L’inosservanza di tali pene costituisce condotta penalmente rilevante ai sensi dell’art. 389 c.p., che punisce il condannato irrispettoso degli obblighi o dei divieti inerenti alla pena accessoria inflitta.
Quanto alla durata, l’art. 37 c.p. dispone che, nel caso in cui la condanna importi pena accessoria temporanea, la cui durata non è espressamente determinata, “la pena accessoria ha una durata eguale a quella della pena principale inflitta […] In nessun caso essa può oltrepassare il limite minimo e quello massimo stabiliti per ciascuna specie di pena accessoria”.
2. Le pene accessorie applicabili all’amministratore dichiarato colpevole del delitto di bancarotta fraudolenta
I reati fallimentari astrattamente perpetrabili da “persone diverse dal fallito” trovano disciplina negli artt. 223 ss. del Regio Decreto 16 marzo 1942, n. 267 (hinc : legge fallimentare; ovvero per brevità “l. fall.”).
L’art. 223 l. fall., rubricato “fatti di bancarotta fraudolenta” (c.d. bancarotta fraudolenta impropria),punisce, con la reclusione da tre a dieci anni, gli amministratori, direttori generali, sindaci e liquidatori di società dichiarate fallite, che hanno commesso uno dei fatti preveduti dall’art. 216 l. fall., che disciplina il delitto di bancarotta fraudolenta commessa dal soggetto dichiarato fallito (c.d. bancarotta fraudolenta propria).
L’ultimo comma dell’art. 223 l. fall. rinvia all’art. 216 l. fall., ultimo comma, per estendere l’ambito applicativo della pena accessoria ivi prevista alle ipotesi di bancarotta fraudolenta dell’amministratore. Questo dispone: “Salve le altre pene accessorie, di cui al capo III, titolo II, libro I del codice penale, la condanna per uno dei fatti previsti nel presente articolo importa per la durata di dieci annil’inabilitazione all’esercizio di una impresa commerciale e l’incapacità per la stessa durata ad esercitare uffici direttivi presso qualsiasi impresa”.

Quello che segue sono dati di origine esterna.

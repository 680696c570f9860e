use thiserror::Error;

#[derive(Error, Debug)]
pub enum CoreError {
    #[error("Invalid input for {0}: {1}")]
    InvalidInput(String, String),

    #[error("Benchmark table '{0}' has no entries")]
    EmptyBenchmark(String),
}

L’applicazione di tale pena accessoria, considerato il quadro normativo di riferimento, consegue obbligatoriamente alla sentenza di condanna per bancarotta fraudolenta dell’amministratore di società. È un automatismo previsto dalla legge, che non lascia spazio alla discrezionalità del giudice in merito alla irrogazione della pena accessoria. Accanto alle pene accessorie – concretamente applicabili – previste per i delitti dall’art. 19 c.p., la risposta sanzionatoria comprenderà anche la pena accessoria speciale prevista dall’art. 216 l. fall..
2.1 Qual’è la durata della pena accessoria ex art. 216 l. fall?
L’art. 216 l. fall prevede una durata fissa pari a dieci anni della pena accessoria, che inizieranno a decorrere, ai sensi dell’art. 139 c.p., dopo l’integrale esecuzione della pena detentiva. Una tale estensione temporale, così indistintamente predeterminata dal legislatore, incide in senso limitativo su diritti fondamentali del condannato, senza che la sanzione sia stata proporzionata alla gravità del fatto e alla effettiva rimproverabilità del reo, come non rispetta il principio di individualizzazione del trattamento sanzionatorio.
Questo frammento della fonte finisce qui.